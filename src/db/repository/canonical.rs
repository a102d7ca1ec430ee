use std::str::FromStr;

use chrono::NaiveDate;
use rusqlite::{params, Connection};
use uuid::Uuid;

use super::{format_dt, parse_dt};
use crate::db::DatabaseError;
use crate::models::{CanonicalPatient, Source, SourceSlot};

const CANONICAL_COLUMNS: &str = "canonical_id, doc_type, doc_number, last_name, first_name, \
     middle_name, birth_date, his_number_qms, email_qms, phone_qms, his_password_qms, \
     login_email_qms, his_number_infoclinica, email_infoclinica, phone_infoclinica, \
     his_password_infoclinica, login_email_infoclinica, primary_source, registered_via_mobile, \
     matching_locked, locked_at, lock_reason, created_at, updated_at";

fn his_column(source: Source) -> &'static str {
    match source {
        Source::Qms => "his_number_qms",
        Source::Infoclinica => "his_number_infoclinica",
    }
}

pub fn insert_canonical(conn: &Connection, c: &CanonicalPatient) -> Result<(), DatabaseError> {
    conn.execute(
        "INSERT INTO canonical (canonical_id, doc_type, doc_number, last_name, first_name,
         middle_name, birth_date, his_number_qms, email_qms, phone_qms, his_password_qms,
         login_email_qms, his_number_infoclinica, email_infoclinica, phone_infoclinica,
         his_password_infoclinica, login_email_infoclinica, primary_source, registered_via_mobile,
         matching_locked, locked_at, lock_reason, created_at, updated_at)
         VALUES (?1, ?2, ?3, ?4, ?5, ?6, ?7, ?8, ?9, ?10, ?11, ?12, ?13, ?14, ?15, ?16, ?17,
                 ?18, ?19, ?20, ?21, ?22, ?23, ?24)",
        params![
            c.canonical_id.to_string(),
            c.doc_type,
            c.doc_number,
            c.last_name,
            c.first_name,
            c.middle_name,
            c.birth_date.map(|d| d.to_string()),
            c.qms.his_number,
            c.qms.email,
            c.qms.phone,
            c.qms.his_password,
            c.qms.login_email,
            c.infoclinica.his_number,
            c.infoclinica.email,
            c.infoclinica.phone,
            c.infoclinica.his_password,
            c.infoclinica.login_email,
            c.primary_source.as_str(),
            c.registered_via_mobile as i32,
            c.matching_locked as i32,
            c.locked_at.map(|t| format_dt(&t)),
            c.lock_reason,
            format_dt(&c.created_at),
            format_dt(&c.updated_at),
        ],
    )?;
    Ok(())
}

/// Write back every mutable column of a canonical. `created_at` never moves.
pub fn update_canonical(conn: &Connection, c: &CanonicalPatient) -> Result<(), DatabaseError> {
    let rows = conn.execute(
        "UPDATE canonical SET doc_type = ?2, doc_number = ?3, last_name = ?4, first_name = ?5,
         middle_name = ?6, birth_date = ?7, his_number_qms = ?8, email_qms = ?9, phone_qms = ?10,
         his_password_qms = ?11, login_email_qms = ?12, his_number_infoclinica = ?13,
         email_infoclinica = ?14, phone_infoclinica = ?15, his_password_infoclinica = ?16,
         login_email_infoclinica = ?17, primary_source = ?18, registered_via_mobile = ?19,
         matching_locked = ?20, locked_at = ?21, lock_reason = ?22, updated_at = ?23
         WHERE canonical_id = ?1",
        params![
            c.canonical_id.to_string(),
            c.doc_type,
            c.doc_number,
            c.last_name,
            c.first_name,
            c.middle_name,
            c.birth_date.map(|d| d.to_string()),
            c.qms.his_number,
            c.qms.email,
            c.qms.phone,
            c.qms.his_password,
            c.qms.login_email,
            c.infoclinica.his_number,
            c.infoclinica.email,
            c.infoclinica.phone,
            c.infoclinica.his_password,
            c.infoclinica.login_email,
            c.primary_source.as_str(),
            c.registered_via_mobile as i32,
            c.matching_locked as i32,
            c.locked_at.map(|t| format_dt(&t)),
            c.lock_reason,
            format_dt(&c.updated_at),
        ],
    )?;
    if rows == 0 {
        return Err(DatabaseError::NotFound {
            entity_type: "CanonicalPatient".into(),
            id: c.canonical_id.to_string(),
        });
    }
    Ok(())
}

pub fn delete_canonical(conn: &Connection, id: &Uuid) -> Result<(), DatabaseError> {
    let rows = conn.execute(
        "DELETE FROM canonical WHERE canonical_id = ?1",
        params![id.to_string()],
    )?;
    if rows == 0 {
        return Err(DatabaseError::NotFound {
            entity_type: "CanonicalPatient".into(),
            id: id.to_string(),
        });
    }
    Ok(())
}

pub fn get_canonical(conn: &Connection, id: &Uuid) -> Result<Option<CanonicalPatient>, DatabaseError> {
    query_one(
        conn,
        &format!("SELECT {CANONICAL_COLUMNS} FROM canonical WHERE canonical_id = ?1"),
        params![id.to_string()],
    )
}

/// Matching lookup by a source's HIS number. Locked canonicals are invisible.
pub fn find_canonical_by_source_his(
    conn: &Connection,
    source: Source,
    his_number: &str,
) -> Result<Option<CanonicalPatient>, DatabaseError> {
    let column = his_column(source);
    query_one(
        conn,
        &format!(
            "SELECT {CANONICAL_COLUMNS} FROM canonical
             WHERE {column} = ?1 AND matching_locked = 0"
        ),
        params![his_number],
    )
}

/// Matching lookup by document pair, optionally excluding one canonical
/// (the update path must not match a record against itself).
/// Locked canonicals are invisible.
pub fn find_canonical_by_document(
    conn: &Connection,
    doc_type: i32,
    doc_number: i64,
    exclude: Option<&Uuid>,
) -> Result<Option<CanonicalPatient>, DatabaseError> {
    query_one(
        conn,
        &format!(
            "SELECT {CANONICAL_COLUMNS} FROM canonical
             WHERE doc_type = ?1 AND doc_number = ?2 AND matching_locked = 0
               AND (?3 IS NULL OR canonical_id <> ?3)"
        ),
        params![doc_type, doc_number, exclude.map(|u| u.to_string())],
    )
}

fn query_one(
    conn: &Connection,
    sql: &str,
    params: impl rusqlite::Params,
) -> Result<Option<CanonicalPatient>, DatabaseError> {
    let mut stmt = conn.prepare(sql)?;
    let result = stmt.query_row(params, map_row);
    match result {
        Ok(row) => Ok(Some(canonical_from_row(row)?)),
        Err(rusqlite::Error::QueryReturnedNoRows) => Ok(None),
        Err(e) => Err(e.into()),
    }
}

// Internal row type for canonical mapping
struct CanonicalRow {
    canonical_id: String,
    doc_type: Option<i32>,
    doc_number: Option<i64>,
    last_name: Option<String>,
    first_name: Option<String>,
    middle_name: Option<String>,
    birth_date: Option<String>,
    his_number_qms: Option<String>,
    email_qms: Option<String>,
    phone_qms: Option<String>,
    his_password_qms: Option<String>,
    login_email_qms: Option<String>,
    his_number_infoclinica: Option<String>,
    email_infoclinica: Option<String>,
    phone_infoclinica: Option<String>,
    his_password_infoclinica: Option<String>,
    login_email_infoclinica: Option<String>,
    primary_source: String,
    registered_via_mobile: i32,
    matching_locked: i32,
    locked_at: Option<String>,
    lock_reason: Option<String>,
    created_at: String,
    updated_at: String,
}

fn map_row(row: &rusqlite::Row<'_>) -> rusqlite::Result<CanonicalRow> {
    Ok(CanonicalRow {
        canonical_id: row.get(0)?,
        doc_type: row.get(1)?,
        doc_number: row.get(2)?,
        last_name: row.get(3)?,
        first_name: row.get(4)?,
        middle_name: row.get(5)?,
        birth_date: row.get(6)?,
        his_number_qms: row.get(7)?,
        email_qms: row.get(8)?,
        phone_qms: row.get(9)?,
        his_password_qms: row.get(10)?,
        login_email_qms: row.get(11)?,
        his_number_infoclinica: row.get(12)?,
        email_infoclinica: row.get(13)?,
        phone_infoclinica: row.get(14)?,
        his_password_infoclinica: row.get(15)?,
        login_email_infoclinica: row.get(16)?,
        primary_source: row.get(17)?,
        registered_via_mobile: row.get(18)?,
        matching_locked: row.get(19)?,
        locked_at: row.get(20)?,
        lock_reason: row.get(21)?,
        created_at: row.get(22)?,
        updated_at: row.get(23)?,
    })
}

fn canonical_from_row(row: CanonicalRow) -> Result<CanonicalPatient, DatabaseError> {
    Ok(CanonicalPatient {
        canonical_id: Uuid::parse_str(&row.canonical_id)
            .map_err(|e| DatabaseError::ConstraintViolation(e.to_string()))?,
        doc_type: row.doc_type,
        doc_number: row.doc_number,
        last_name: row.last_name,
        first_name: row.first_name,
        middle_name: row.middle_name,
        birth_date: row
            .birth_date
            .and_then(|d| NaiveDate::parse_from_str(&d, "%Y-%m-%d").ok()),
        qms: SourceSlot {
            his_number: row.his_number_qms,
            email: row.email_qms,
            phone: row.phone_qms,
            his_password: row.his_password_qms,
            login_email: row.login_email_qms,
        },
        infoclinica: SourceSlot {
            his_number: row.his_number_infoclinica,
            email: row.email_infoclinica,
            phone: row.phone_infoclinica,
            his_password: row.his_password_infoclinica,
            login_email: row.login_email_infoclinica,
        },
        primary_source: Source::from_str(&row.primary_source)?,
        registered_via_mobile: row.registered_via_mobile != 0,
        matching_locked: row.matching_locked != 0,
        locked_at: row.locked_at.map(|t| parse_dt(&t)),
        lock_reason: row.lock_reason,
        created_at: parse_dt(&row.created_at),
        updated_at: parse_dt(&row.updated_at),
    })
}

#[cfg(test)]
mod tests {
    use super::*;
    use crate::db::sqlite::open_memory_database;
    use chrono::NaiveDateTime;

    fn now() -> NaiveDateTime {
        parse_dt("2026-03-01 12:00:00")
    }

    fn sample(source: Source, his: &str) -> CanonicalPatient {
        let mut c = CanonicalPatient::new(Uuid::new_v4(), source, now());
        c.slot_mut(source).his_number = Some(his.into());
        c.last_name = Some("Ivanova".into());
        c
    }

    #[test]
    fn insert_get_round_trip() {
        let conn = open_memory_database().unwrap();
        let mut c = sample(Source::Qms, "Q1");
        c.doc_type = Some(1);
        c.doc_number = Some(1000);
        insert_canonical(&conn, &c).unwrap();

        let got = get_canonical(&conn, &c.canonical_id).unwrap().unwrap();
        assert_eq!(got.canonical_id, c.canonical_id);
        assert_eq!(got.qms.his_number.as_deref(), Some("Q1"));
        assert_eq!(got.document(), Some((1, 1000)));
        assert_eq!(got.primary_source, Source::Qms);
    }

    #[test]
    fn find_by_source_his_respects_source_column() {
        let conn = open_memory_database().unwrap();
        insert_canonical(&conn, &sample(Source::Qms, "N1")).unwrap();

        assert!(find_canonical_by_source_his(&conn, Source::Qms, "N1")
            .unwrap()
            .is_some());
        assert!(find_canonical_by_source_his(&conn, Source::Infoclinica, "N1")
            .unwrap()
            .is_none());
    }

    #[test]
    fn locked_canonical_invisible_to_lookups() {
        let conn = open_memory_database().unwrap();
        let mut c = sample(Source::Qms, "Q2");
        c.doc_type = Some(1);
        c.doc_number = Some(2000);
        c.matching_locked = true;
        insert_canonical(&conn, &c).unwrap();

        assert!(find_canonical_by_source_his(&conn, Source::Qms, "Q2")
            .unwrap()
            .is_none());
        assert!(find_canonical_by_document(&conn, 1, 2000, None)
            .unwrap()
            .is_none());
        // Direct get still sees it
        assert!(get_canonical(&conn, &c.canonical_id).unwrap().is_some());
    }

    #[test]
    fn find_by_document_excludes_given_canonical() {
        let conn = open_memory_database().unwrap();
        let mut c = sample(Source::Qms, "Q3");
        c.doc_type = Some(1);
        c.doc_number = Some(3000);
        insert_canonical(&conn, &c).unwrap();

        assert!(find_canonical_by_document(&conn, 1, 3000, Some(&c.canonical_id))
            .unwrap()
            .is_none());
        assert!(find_canonical_by_document(&conn, 1, 3000, None)
            .unwrap()
            .is_some());
    }

    #[test]
    fn duplicate_his_number_rejected_per_source() {
        let conn = open_memory_database().unwrap();
        insert_canonical(&conn, &sample(Source::Qms, "DUP")).unwrap();
        let err = insert_canonical(&conn, &sample(Source::Qms, "DUP")).unwrap_err();
        assert!(err.is_unique_violation());
        // Same number under the other source is fine
        insert_canonical(&conn, &sample(Source::Infoclinica, "DUP")).unwrap();
    }

    #[test]
    fn duplicate_document_rejected_among_unlocked() {
        let conn = open_memory_database().unwrap();
        let mut a = sample(Source::Qms, "A1");
        a.doc_type = Some(1);
        a.doc_number = Some(5000);
        insert_canonical(&conn, &a).unwrap();

        let mut b = sample(Source::Infoclinica, "B1");
        b.doc_type = Some(1);
        b.doc_number = Some(5000);
        let err = insert_canonical(&conn, &b).unwrap_err();
        assert!(err.is_unique_violation());
    }

    #[test]
    fn duplicate_document_allowed_when_existing_is_locked() {
        let conn = open_memory_database().unwrap();
        let mut a = sample(Source::Qms, "A2");
        a.doc_type = Some(1);
        a.doc_number = Some(6000);
        a.matching_locked = true;
        insert_canonical(&conn, &a).unwrap();

        let mut b = sample(Source::Infoclinica, "B2");
        b.doc_type = Some(1);
        b.doc_number = Some(6000);
        insert_canonical(&conn, &b).unwrap();
    }

    #[test]
    fn update_writes_all_mutable_fields() {
        let conn = open_memory_database().unwrap();
        let mut c = sample(Source::Qms, "Q4");
        insert_canonical(&conn, &c).unwrap();

        c.first_name = Some("Anna".into());
        c.infoclinica.his_number = Some("I4".into());
        c.registered_via_mobile = true;
        update_canonical(&conn, &c).unwrap();

        let got = get_canonical(&conn, &c.canonical_id).unwrap().unwrap();
        assert_eq!(got.first_name.as_deref(), Some("Anna"));
        assert_eq!(got.infoclinica.his_number.as_deref(), Some("I4"));
        assert!(got.registered_via_mobile);
    }

    #[test]
    fn delete_missing_reports_not_found() {
        let conn = open_memory_database().unwrap();
        let err = delete_canonical(&conn, &Uuid::new_v4()).unwrap_err();
        assert!(matches!(err, DatabaseError::NotFound { .. }));
    }
}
---
• Directions for this task:
Filter the listing above, keeping only the lines with "super".

• Exercise output:
use super::{format_dt, parse_dt};
    use super::*;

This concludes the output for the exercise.